Diagnostic imaging and Legionnaires’ disease

Legionnaire’s Disease (LD), a severe and potentially deadly form of pneumonia, tends to occur sporadically when a person inhales airborne microscopic sources of contaminated water. In 2015, about 6,000 cases were reported to the U.S. Centers for Disease Control (CDC) in the United States.1 The Public Health Agency of Canada estimates that there are fewer than 100 cases a year in Canada.2 However, in 2012, a community-based epidemic occurred in Quebec City involving 181 individuals.

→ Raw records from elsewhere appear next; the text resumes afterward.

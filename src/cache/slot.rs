//! A single TTL cache slot with stale fallback

use chrono::{DateTime, Utc};
use std::fmt::Display;
use std::future::Future;
use std::time::Duration;
use tokio::sync::RwLock;

use crate::clock::SharedClock;

/// The value held by a slot
#[derive(Debug, Clone)]
struct CacheEntry<T> {
    /// The cached payload
    data: T,
    /// When the payload was fetched
    fetched_at: DateTime<Utc>,
}

/// Result of reading from a slot, including metadata about freshness
#[derive(Debug, Clone)]
pub struct CachedData<T> {
    /// The cached data
    pub data: T,
    /// When the data was originally cached
    pub cached_at: DateTime<Utc>,
    /// Whether the entry is older than the slot's TTL
    pub is_expired: bool,
}

/// How a call to [`CacheSlot::serve`] was answered
#[derive(Debug)]
pub enum Served<T, E> {
    /// Fetched from upstream during this call and stored
    Fresh(T),
    /// Served from a cache entry younger than the TTL
    Cached(T),
    /// Upstream failed; the last cached entry was served regardless of age
    Stale { data: T, error: E },
    /// Upstream failed and nothing was cached
    Failed(E),
}

impl<T, E> Served<T, E> {
    /// Returns the served data, or builds a placeholder from the error
    pub fn or_placeholder(self, placeholder: impl FnOnce(E) -> T) -> T {
        match self {
            Served::Fresh(data) | Served::Cached(data) | Served::Stale { data, .. } => data,
            Served::Failed(error) => placeholder(error),
        }
    }

    /// Short label for logs
    pub fn source(&self) -> &'static str {
        match self {
            Served::Fresh(_) => "fresh",
            Served::Cached(_) => "cached",
            Served::Stale { .. } => "stale",
            Served::Failed(_) => "failed",
        }
    }
}

/// Holds the last good payload of one endpoint
///
/// The slot lives for the whole process. It is populated on the first
/// successful fetch and overwritten on every later one; nothing ever clears
/// it. Reads and writes go through an async `RwLock`, which is never held
/// across the upstream call.
#[derive(Debug)]
pub struct CacheSlot<T> {
    /// Name used in log events
    name: &'static str,
    /// How long an entry counts as fresh
    ttl: Duration,
    clock: SharedClock,
    entry: RwLock<Option<CacheEntry<T>>>,
}

impl<T: Clone> CacheSlot<T> {
    /// Creates an empty slot
    pub fn new(name: &'static str, ttl: Duration, clock: SharedClock) -> Self {
        Self {
            name,
            ttl,
            clock,
            entry: RwLock::new(None),
        }
    }

    /// Reads the current entry, whatever its age
    ///
    /// Returns `None` only if nothing was ever stored.
    pub async fn read(&self) -> Option<CachedData<T>> {
        let guard = self.entry.read().await;
        let entry = guard.as_ref()?;
        Some(CachedData {
            data: entry.data.clone(),
            cached_at: entry.fetched_at,
            is_expired: self.is_expired(entry.fetched_at),
        })
    }

    /// Returns the entry only while it is younger than the TTL
    pub async fn fresh(&self) -> Option<T> {
        self.read()
            .await
            .filter(|cached| !cached.is_expired)
            .map(|cached| cached.data)
    }

    /// Replaces the entry, stamping it with the current time
    pub async fn store(&self, data: T) {
        let fetched_at = self.clock.now();
        *self.entry.write().await = Some(CacheEntry { data, fetched_at });
    }

    /// Serves from cache or upstream
    ///
    /// A fresh entry is returned without calling `fetch`. Otherwise `fetch`
    /// runs; its success is stored and returned, its failure falls back to
    /// the last entry of any age, or to [`Served::Failed`] if there is none.
    pub async fn serve<F, Fut, E>(&self, fetch: F) -> Served<T, E>
    where
        F: FnOnce() -> Fut,
        Fut: Future<Output = Result<T, E>>,
        E: Display,
    {
        let served = match self.fresh().await {
            Some(data) => Served::Cached(data),
            None => self.refresh(fetch).await,
        };
        tracing::debug!(slot = self.name, source = served.source(), "served");
        served
    }

    async fn refresh<F, Fut, E>(&self, fetch: F) -> Served<T, E>
    where
        F: FnOnce() -> Fut,
        Fut: Future<Output = Result<T, E>>,
        E: Display,
    {
        match fetch().await {
            Ok(data) => {
                self.store(data.clone()).await;
                Served::Fresh(data)
            }
            Err(error) => match self.read().await {
                Some(cached) => {
                    tracing::warn!(
                        slot = self.name,
                        cached_at = %cached.cached_at,
                        error = %error,
                        "upstream failed, serving stale entry"
                    );
                    Served::Stale {
                        data: cached.data,
                        error,
                    }
                }
                None => {
                    tracing::warn!(slot = self.name, error = %error, "upstream failed, nothing cached");
                    Served::Failed(error)
                }
            },
        }
    }

    fn is_expired(&self, fetched_at: DateTime<Utc>) -> bool {
        // A clock that moved backwards yields a negative age, which counts as fresh.
        match (self.clock.now() - fetched_at).to_std() {
            Ok(age) => age >= self.ttl,
            Err(_) => false,
        }
    }
}
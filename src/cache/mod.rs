//! In-memory cache slots for upstream responses
//!
//! Every endpoint owns one `CacheSlot` holding the last successfully shaped
//! payload. Fresh entries are served without touching the upstream, and
//! expired entries are kept around so a failing upstream can fall back to
//! them.

mod slot;

pub use slot::{CacheSlot, CachedData, Served};
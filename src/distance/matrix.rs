use tracing::{debug, info, trace};

use super::haversine::arc_cost_meters;
use crate::domain::types::{Coordinate, DistanceMatrix};

/// Create the pairwise distance matrix (meters) for the given coordinates.
///
/// Diagonal entries are fixed at zero rather than computed, and only the upper
/// triangle is evaluated so the result is symmetric by construction.
pub fn build_distance_matrix(coords: &[Coordinate]) -> DistanceMatrix {
    let n = coords.len();
    info!("Creating haversine distance matrix for {} locations", n);

    let mut rows = vec![vec![0u64; n]; n];
    for i in 0..n {
        for j in (i + 1)..n {
            let cost = arc_cost_meters(coords[i], coords[j]);
            trace!("arc {} <-> {} = {} m", i, j, cost);
            rows[i][j] = cost;
            rows[j][i] = cost;
        }
    }

    let dm = DistanceMatrix::from_trusted_rows(rows);
    print_dist_matrix(&dm);
    dm
}

// Print distance matrix for debugging
pub fn print_dist_matrix(dm: &DistanceMatrix) {
    debug!("Distance matrix:");
    for row in dm.rows() {
        debug!("{:?}", row);
    }
}
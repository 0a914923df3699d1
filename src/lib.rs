pub mod config;
pub mod distance;
pub mod domain;
pub mod evaluation;
pub mod fixtures;
pub mod geocoder;
pub mod orchestrator;
pub mod presenter;
pub mod solver;
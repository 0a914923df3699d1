pub mod fitness;
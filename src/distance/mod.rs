pub mod haversine;
pub mod matrix;

pub use matrix::build_distance_matrix;
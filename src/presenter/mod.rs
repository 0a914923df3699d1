use std::fs::File;
use std::io::{self, Write};
use std::path::{Path, PathBuf};

use chrono::{Duration, NaiveTime};
use colored::*;
use csv::Writer;
use tracing::info;

use crate::config::constant::MINUTES_PER_DAY;
use crate::config::Settings;
use crate::domain::error::RouteError;
use crate::domain::types::Stop;

/// Consumes the final ordered stop list, depot first.
pub trait Presenter {
    fn present(&mut self, stops: &[Stop]) -> Result<(), RouteError>;
}

#[derive(Debug, Clone, Copy, PartialEq, Eq)]
pub enum StopRole {
    Start,
    Intermediate,
    Finish,
}

impl StopRole {
    pub fn of(position: usize, total: usize) -> Self {
        if position == 0 {
            StopRole::Start
        } else if position + 1 == total {
            StopRole::Finish
        } else {
            StopRole::Intermediate
        }
    }

    pub fn as_str(&self) -> &'static str {
        match self {
            StopRole::Start => "start",
            StopRole::Intermediate => "intermediate",
            StopRole::Finish => "finish",
        }
    }
}

/// Start time and spacing of the collection-time labels.
#[derive(Debug, Clone, Copy)]
pub struct Schedule {
    pub start: NaiveTime,
    pub interval_minutes: i64,
}

impl Schedule {
    pub fn from_settings(settings: &Settings) -> Self {
        Self {
            start: settings.start_time,
            interval_minutes: settings.stop_interval_minutes,
        }
    }

    /// Label for the stop at `position`, formatted `H:MM`. Wraps past midnight.
    pub fn collection_time(&self, position: usize) -> String {
        // Both factors are reduced below a day first, so the product cannot overflow.
        let interval = self.interval_minutes.rem_euclid(MINUTES_PER_DAY);
        let steps = (position as u64 % MINUTES_PER_DAY as u64) as i64;
        let offset = Duration::minutes((interval * steps) % MINUTES_PER_DAY);
        (self.start + offset).format("%-H:%M").to_string()
    }
}

impl Default for Schedule {
    fn default() -> Self {
        Self::from_settings(&Settings::default())
    }
}

/// Prints the route to stdout, first stop green, last red, the rest blue.
pub struct ConsolePresenter {
    schedule: Schedule,
}

impl ConsolePresenter {
    pub fn new(schedule: Schedule) -> Self {
        Self { schedule }
    }
}

impl Presenter for ConsolePresenter {
    fn present(&mut self, stops: &[Stop]) -> Result<(), RouteError> {
        let names: Vec<&str> = stops.iter().map(|s| s.name.as_str()).collect();
        println!("Optimal route order: {:?}", names);

        for stop in stops {
            let line = format!(
                "{:>2}. {} ({:.4}, {:.4}) collection time {}",
                stop.position + 1,
                stop.name,
                stop.coordinate.lat,
                stop.coordinate.lon,
                self.schedule.collection_time(stop.position)
            );
            match StopRole::of(stop.position, stops.len()) {
                StopRole::Start => println!("{}", line.green()),
                StopRole::Finish => println!("{}", line.red()),
                StopRole::Intermediate => println!("{}", line.blue()),
            }
        }
        Ok(())
    }
}

/// Writes one CSV row per stop.
pub struct CsvPresenter<W: Write> {
    wtr: Writer<W>,
    schedule: Schedule,
}

impl CsvPresenter<File> {
    pub fn from_path(path: impl AsRef<Path>, schedule: Schedule) -> Result<Self, RouteError> {
        Ok(Self {
            wtr: Writer::from_path(path)?,
            schedule,
        })
    }
}

/// Writes the CSV to a file, which is only created or truncated once a route is presented.
pub struct CsvFilePresenter {
    path: PathBuf,
    schedule: Schedule,
}

impl CsvFilePresenter {
    pub fn new(path: impl Into<PathBuf>, schedule: Schedule) -> Self {
        Self {
            path: path.into(),
            schedule,
        }
    }
}

impl Presenter for CsvFilePresenter {
    fn present(&mut self, stops: &[Stop]) -> Result<(), RouteError> {
        let mut csv = CsvPresenter::from_path(&self.path, self.schedule)?;
        csv.present(stops)?;
        info!("Route saved as {}", self.path.display());
        Ok(())
    }
}

impl<W: Write> CsvPresenter<W> {
    pub fn from_writer(writer: W, schedule: Schedule) -> Self {
        Self {
            wtr: Writer::from_writer(writer),
            schedule,
        }
    }

    pub fn into_inner(self) -> Result<W, RouteError> {
        self.wtr
            .into_inner()
            .map_err(|e| RouteError::Io(io::Error::new(e.error().kind(), e.error().to_string())))
    }
}

impl<W: Write> Presenter for CsvPresenter<W> {
    fn present(&mut self, stops: &[Stop]) -> Result<(), RouteError> {
        self.wtr
            .write_record(["position", "name", "lat", "lon", "collection_time", "role"])?;

        for stop in stops {
            self.wtr.write_record([
                stop.position.to_string(),
                stop.name.clone(),
                stop.coordinate.lat.to_string(),
                stop.coordinate.lon.to_string(),
                self.schedule.collection_time(stop.position),
                StopRole::of(stop.position, stops.len()).as_str().to_string(),
            ])?;
        }

        self.wtr.flush()?;
        info!("Wrote {} stops as CSV", stops.len());
        Ok(())
    }
}
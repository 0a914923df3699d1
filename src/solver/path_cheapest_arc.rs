use tracing::{debug, trace};

use crate::domain::types::DistanceMatrix;
use crate::evaluation::fitness::dist_between;

/// Greedy first solution: starting at the depot, repeatedly extend the path along the
/// cheapest arc to an unvisited location. Ties go to the lowest location index.
///
/// Returns the depot-first visiting order, or `None` if the depot is not in the matrix.
pub fn construct(dm: &DistanceMatrix, depot: usize) -> Option<Vec<usize>> {
    let n = dm.len();
    if depot >= n {
        return None;
    }

    let mut visited = vec![false; n];
    let mut order = Vec::with_capacity(n);
    visited[depot] = true;
    order.push(depot);

    let mut current = depot;
    while order.len() < n {
        let (next, cost) = cheapest_arc_from(current, &visited, dm)?;
        trace!("extend {} -> {} (cost {})", current, next, cost);

        visited[next] = true;
        order.push(next);
        current = next;
    }

    debug!("Path cheapest arc order: {:?}", order);
    Some(order)
}

fn cheapest_arc_from(from: usize, visited: &[bool], dm: &DistanceMatrix) -> Option<(usize, u64)> {
    // `min_by_key` keeps the first minimum, which is the lowest index on ties.
    (0..dm.len())
        .filter(|&to| !visited[to])
        .map(|to| (to, dist_between(from, to, dm)))
        .min_by_key(|&(_, cost)| cost)
}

Diagnosis is made through laboratory tests, specifically sputum cultures and a urinary antigen test. Diagnostic imaging may also be performed. Radiologists at Université Laval in Quebec retrospectively reviewed x-ray and computed tomography (CT) images of 159 patients treated in its hospital network of five different sites to describe the radiographic features seen in a large patient cohort. Using a matched control group of patients diagnosed with more common forms of community acquired pneumonia, the radiologists also compared CT features and findings. They describe these in an article published in the Canadian Association of Radiologists Journal.

Two radiologists independently interpreted the first posteroanterior chest radiography obtained during the first three days of care for each patient. They recorded the distribution of pulmonary opacities and their locations. They also recorded the findings of pleural effusion, pneumothorax, and cavitation. With respect to review of CT examinations, they recorded the presence or absence of consolidation, ground glass opacities, segmental or lobar distribution, thickening of the bronchial wall, findings suggesting bronchiolitis, cavitation, pleural effusion, and lymphadenopathy.

LD most often presented as an airspace consolidation on radiographs, with 76% involving one of the lower lobes. No pneumothorax or cavitation was identified. Pleural effusion was only seen in 14% of the radiographs and mediastinal lymphadenopathy in only 7%.

Only 33 patients had chest CT exams, all of which were performed within 24 hours following admission. In CT images, LD most often presented as a diffuse pneumonia with airspace consolidation and ground glass opacities involving pulmonary segments. Fewer than 10% revealed pulmonary nodules.

A total of 21 patients were successfully demographically matched with controls. This evaluation only showed one difference in the CT scans of both groups. Mediastinal lymphadenopathy was identified in 98% of the scans of patients with Legionnaire’s Disease compared to 48% of patients with other types of community-acquired pneumonia.

Lead author Rémi Poirier, MD, of the Centre hospitalier universitaire de Québec’s Department of Radiology also reported that no radiological finding was clearly associated with increased risk of mortality or admission to the intensive care unit. They also advised that they identified nothing of atypical origin in the radiological manifestations of LD.

“Early radiographic and tomographic manifestations of LD are similar to those found in community-acquired pneumonia from other bacterial origin. This finding is clinically relevant given the persistent view among clinicians that LD presents with atypical clinical and radiographic features….Our results indicate that early radiographic and tomographic manifestations of LD are nonspecific and do not help in identifying those with the disease,” the authors wrote.

REFERENCES

  1. CDC. Notice to Readers: Final 2015 Reports of Nationally Notifiable Infectious Diseases and Conditions. MMWR Morb Mortal Wkly Rep. 2016;65(46):1306–21.
  2. Public Health Agency of Canada. Legionella. http://www.phac-aspc.gc.ca/id-mi/legionella-eng.php
  3. Poirier R, Rodrigue J, Villeneuve J, et al. Early Radiographic and Tomographic Manifestations of Legionnaire’s Disease. Can Assoc Radiol J. Published online May 4, 2017.